Q: Did T1 ports shipped exceed T1 installation by telcos? A: Lines exceeds ports shipped due to reduction in inventory by telcos and re-use program.
Q: G.HDSL rev? Any pick up in deployment in Europe? A: No activity in domestic market. Shipped first to Asia-Pacific. Shipped and recognized rev. Will expect to announce more wins next Q and by mid-year. Ramping now. Customers appear to like it.
Q: If ramp in G.HDSL will that mean decline in domestic HDSL sales? A: Flat EPS overall. Hard to predict mix. G.HDSL is a small portion of rev. May make estimate look conservative if they ramp.
Q: When will North Amer. demand G.HDSL? Europe? A: With domaniance of market by ILEC's it may be years.
Q: Where are we in transition from 2 wire HDSL to 1 wire HDSL? Is majority single line? A: We are there now. 90 per of line that can support 2 wire now install 2 wire. HDSL. Market share strong. 70 per. 2nd gen product intro this year. 70 percent 2 wire/30 percent single wire overall segment break down. Improved margins. Third gen intro before summer. One ILEC so far has switch to 4 wire use. Required fewer repeaters. Rest of ILEC's will follow. 100 percent transition will be 12 to 18 months.

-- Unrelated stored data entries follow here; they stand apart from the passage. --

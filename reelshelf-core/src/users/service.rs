use std::fmt;
use std::sync::Arc;

use crate::database::ports::UsersRepository;
use crate::error::{CoreError, Result};

use super::model::PublicProfile;

/// Longest accepted search needle.
const MAX_NEEDLE_LEN: usize = 64;
pub const SEARCH_LIMIT: u32 = 20;

/// Public directory of accounts.
#[derive(Clone)]
pub struct UserService {
    users: Arc<dyn UsersRepository>,
}

impl fmt::Debug for UserService {
    fn fmt(&self, f: &mut fmt::Formatter<'_>) -> fmt::Result {
        f.debug_struct("UserService").finish_non_exhaustive()
    }
}

impl UserService {
    pub fn new(users: Arc<dyn UsersRepository>) -> Self {
        Self { users }
    }

    /// Case-insensitive substring search on usernames, never returning the
    /// caller. A blank needle yields nothing.
    pub async fn search(
        &self,
        caller_id: i64,
        needle: &str,
    ) -> Result<Vec<PublicProfile>> {
        let needle = needle.trim();
        if needle.is_empty() {
            return Ok(Vec::new());
        }
        if needle.chars().count() > MAX_NEEDLE_LEN {
            return Err(CoreError::InvalidRequest(
                "search query is too long".to_string(),
            ));
        }

        self.users
            .search_users(needle, caller_id, SEARCH_LIMIT)
            .await
    }

    pub async fn public_profile(&self, id: i64) -> Result<PublicProfile> {
        self.users
            .get_user_by_id(id)
            .await?
            .map(|user| user.public_profile())
            .ok_or_else(|| CoreError::NotFound(format!("user {id}")))
    }
}
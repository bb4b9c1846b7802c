use serde::{Deserialize, Serialize};
use std::path::PathBuf;

use crate::constants::CONFIG_PATH_ENV;
use crate::util::{non_blank, parse_bool, parse_csv};

/// Raw configuration as defined in a TOML file.
#[derive(Debug, Default, Clone, Deserialize, Serialize)]
#[serde(rename_all = "snake_case")]
pub struct FileConfig {
    #[serde(default)]
    pub server: FileServerConfig,
    #[serde(default)]
    pub database: FileDatabaseConfig,
    #[serde(default)]
    pub cors: FileCorsConfig,
    #[serde(default)]
    pub auth: FileAuthConfig,
    #[serde(default)]
    pub catalog: FileCatalogConfig,
    pub dev_mode: Option<bool>,
}

#[derive(Debug, Default, Clone, Deserialize, Serialize)]
pub struct FileServerConfig {
    #[serde(skip_serializing_if = "Option::is_none")]
    pub host: Option<String>,
    #[serde(skip_serializing_if = "Option::is_none")]
    pub port: Option<u16>,
}

#[derive(Debug, Default, Clone, Deserialize, Serialize)]
pub struct FileDatabaseConfig {
    #[serde(skip_serializing_if = "Option::is_none")]
    pub url: Option<String>,
}

#[derive(Debug, Default, Clone, Deserialize, Serialize)]
pub struct FileCorsConfig {
    #[serde(skip_serializing_if = "Option::is_none")]
    pub allowed_origins: Option<Vec<String>>,
    #[serde(skip_serializing_if = "Option::is_none")]
    pub allowed_methods: Option<Vec<String>>,
    #[serde(skip_serializing_if = "Option::is_none")]
    pub allowed_headers: Option<Vec<String>>,
}

#[derive(Debug, Default, Clone, Deserialize, Serialize)]
pub struct FileAuthConfig {
    #[serde(skip_serializing_if = "Option::is_none")]
    pub password_pepper: Option<String>,
    #[serde(skip_serializing_if = "Option::is_none")]
    pub token_key: Option<String>,
    #[serde(skip_serializing_if = "Option::is_none")]
    pub session_ttl_hours: Option<u64>,
}

#[derive(Debug, Default, Clone, Deserialize, Serialize)]
pub struct FileCatalogConfig {
    #[serde(skip_serializing_if = "Option::is_none")]
    pub page_size: Option<u32>,
    #[serde(skip_serializing_if = "Option::is_none")]
    pub request_timeout_secs: Option<u64>,
    #[serde(skip_serializing_if = "Option::is_none")]
    pub cache_ttl_secs: Option<u64>,
    #[serde(skip_serializing_if = "Option::is_none")]
    pub cache_capacity: Option<usize>,
    #[serde(skip_serializing_if = "Option::is_none")]
    pub max_page: Option<u32>,
    #[serde(default)]
    pub tmdb: FileTmdbConfig,
    #[serde(default)]
    pub google_books: FileGoogleBooksConfig,
    #[serde(default)]
    pub open_library: FileOpenLibraryConfig,
}

#[derive(Debug, Default, Clone, Deserialize, Serialize)]
pub struct FileTmdbConfig {
    #[serde(skip_serializing_if = "Option::is_none")]
    pub api_key: Option<String>,
    #[serde(skip_serializing_if = "Option::is_none")]
    pub base_url: Option<String>,
    #[serde(skip_serializing_if = "Option::is_none")]
    pub image_base_url: Option<String>,
    #[serde(skip_serializing_if = "Option::is_none")]
    pub language: Option<String>,
}

#[derive(Debug, Default, Clone, Deserialize, Serialize)]
pub struct FileGoogleBooksConfig {
    #[serde(skip_serializing_if = "Option::is_none")]
    pub api_key: Option<String>,
    #[serde(skip_serializing_if = "Option::is_none")]
    pub base_url: Option<String>,
    #[serde(skip_serializing_if = "Option::is_none")]
    pub batch_size: Option<u32>,
}

#[derive(Debug, Default, Clone, Deserialize, Serialize)]
pub struct FileOpenLibraryConfig {
    #[serde(skip_serializing_if = "Option::is_none")]
    pub base_url: Option<String>,
    #[serde(skip_serializing_if = "Option::is_none")]
    pub covers_base_url: Option<String>,
    #[serde(skip_serializing_if = "Option::is_none")]
    pub batch_size: Option<u32>,
}

/// Environment-derived configuration values.
#[derive(Debug, Default, Clone)]
pub struct EnvConfig {
    pub config_path: Option<PathBuf>,
    pub server_host: Option<String>,
    pub server_port: Option<u16>,
    pub database_url: Option<String>,
    pub cors_allowed_origins: Option<Vec<String>>,
    pub cors_allowed_methods: Option<Vec<String>>,
    pub cors_allowed_headers: Option<Vec<String>>,
    pub dev_mode: Option<bool>,
    pub auth_password_pepper: Option<String>,
    pub auth_token_key: Option<String>,
    pub session_ttl_hours: Option<u64>,
    pub catalog_page_size: Option<u32>,
    pub catalog_request_timeout_secs: Option<u64>,
    pub catalog_cache_ttl_secs: Option<u64>,
    pub catalog_cache_capacity: Option<usize>,
    pub catalog_max_page: Option<u32>,
    pub tmdb_api_key: Option<String>,
    pub tmdb_base_url: Option<String>,
    pub tmdb_image_base_url: Option<String>,
    pub tmdb_language: Option<String>,
    pub google_books_api_key: Option<String>,
    pub google_books_base_url: Option<String>,
    pub google_books_batch_size: Option<u32>,
    pub open_library_base_url: Option<String>,
    pub open_library_covers_base_url: Option<String>,
    pub open_library_batch_size: Option<u32>,
}

impl EnvConfig {
    /// Read the process environment.
    pub fn gather() -> Self {
        Self::from_lookup(|name| std::env::var(name).ok())
    }

    /// Build from an arbitrary variable lookup.
    pub fn from_lookup<F>(lookup: F) -> Self
    where
        F: Fn(&str) -> Option<String>,
    {
        let text = |name: &str| lookup(name).and_then(non_blank);
        let csv = |name: &str| text(name).map(|raw| parse_csv(&raw));
        let flag = |name: &str| text(name).and_then(|raw| parse_bool(&raw));

        Self {
            config_path: text(CONFIG_PATH_ENV).map(PathBuf::from),
            server_host: text("SERVER_HOST"),
            server_port: parsed(&text, "SERVER_PORT"),
            database_url: text("DATABASE_URL"),

            cors_allowed_origins: csv("CORS_ALLOWED_ORIGINS"),
            cors_allowed_methods: csv("CORS_ALLOWED_METHODS"),
            cors_allowed_headers: csv("CORS_ALLOWED_HEADERS"),

            dev_mode: flag("DEV_MODE"),

            auth_password_pepper: text("AUTH_PASSWORD_PEPPER"),
            auth_token_key: text("AUTH_TOKEN_KEY"),
            session_ttl_hours: parsed(&text, "SESSION_TTL_HOURS"),

            catalog_page_size: parsed(&text, "CATALOG_PAGE_SIZE"),
            catalog_request_timeout_secs: parsed(
                &text,
                "CATALOG_REQUEST_TIMEOUT_SECS",
            ),
            catalog_cache_ttl_secs: parsed(&text, "CATALOG_CACHE_TTL_SECS"),
            catalog_cache_capacity: parsed(&text, "CATALOG_CACHE_CAPACITY"),
            catalog_max_page: parsed(&text, "CATALOG_MAX_PAGE"),

            tmdb_api_key: text("TMDB_API_KEY"),
            tmdb_base_url: text("TMDB_BASE_URL"),
            tmdb_image_base_url: text("TMDB_IMAGE_BASE_URL"),
            tmdb_language: text("TMDB_LANGUAGE"),

            google_books_api_key: text("GOOGLE_BOOKS_API_KEY"),
            google_books_base_url: text("GOOGLE_BOOKS_BASE_URL"),
            google_books_batch_size: parsed(&text, "GOOGLE_BOOKS_BATCH_SIZE"),

            open_library_base_url: text("OPEN_LIBRARY_BASE_URL"),
            open_library_covers_base_url: text("OPEN_LIBRARY_COVERS_BASE_URL"),
            open_library_batch_size: parsed(&text, "OPEN_LIBRARY_BATCH_SIZE"),
        }
    }
}

fn parsed<T, F>(text: &F, name: &str) -> Option<T>
where
    T: std::str::FromStr,
    F: Fn(&str) -> Option<String>,
{
    let raw = text(name)?;
    match raw.parse() {
        Ok(value) => Some(value),
        Err(_) => {
            tracing::warn!(variable = name, value = %raw, "ignoring unparsable value");
            None
        }
    }
}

Q: Voice over DSL? A: Technology still in early stages of deployment. Hard to tell level of demand. Jury still out.
Q: ADTN pointed at T1 lines, what extent will carriers by oriented to T1. Will they go to T3 or higher speeds? A: ADTN has number of T3 products and OC3 products. RBOC's still doing major volume on T3 as it related to slower speeds is due to market acceptance that 1.5 megabits is sufficient for end customer. Looking forward common speed range will move up from T1 to T3 and OC3 area going forward.
Q: M1-3 MUX and DS3. In the physical layer over the last mile, we don't see much T3. Will the end user service by dilevered over fiber then? A: Yes, will be delivered over fibre for DS3. All RBOC's evaluating this.
Q: Any plans for OC12 and OC48? A: OC12 yes, OC48 further out?
Q: Which products will generate the most excitement next year? A: From rev point of view, could be significant. SONET/opitcal interface for our SONET/OC3 multiplexer. Higher voluume last mile market place.
Q: Digital loop carrier product? Any significant rev this year? A: Yes, number of approval for total access 3000 and 5600 shelf. 3000 being deployed by 1 ILEC. Under approvals by a number of others.
Q: Strength at end of last Q, in carrier or enterprise? A: Both, december strongest month of Q traditionally.
Q: GM 45 to 50, expect most of rev growth at end of year? A: yes, if rev does not start to climb later in year.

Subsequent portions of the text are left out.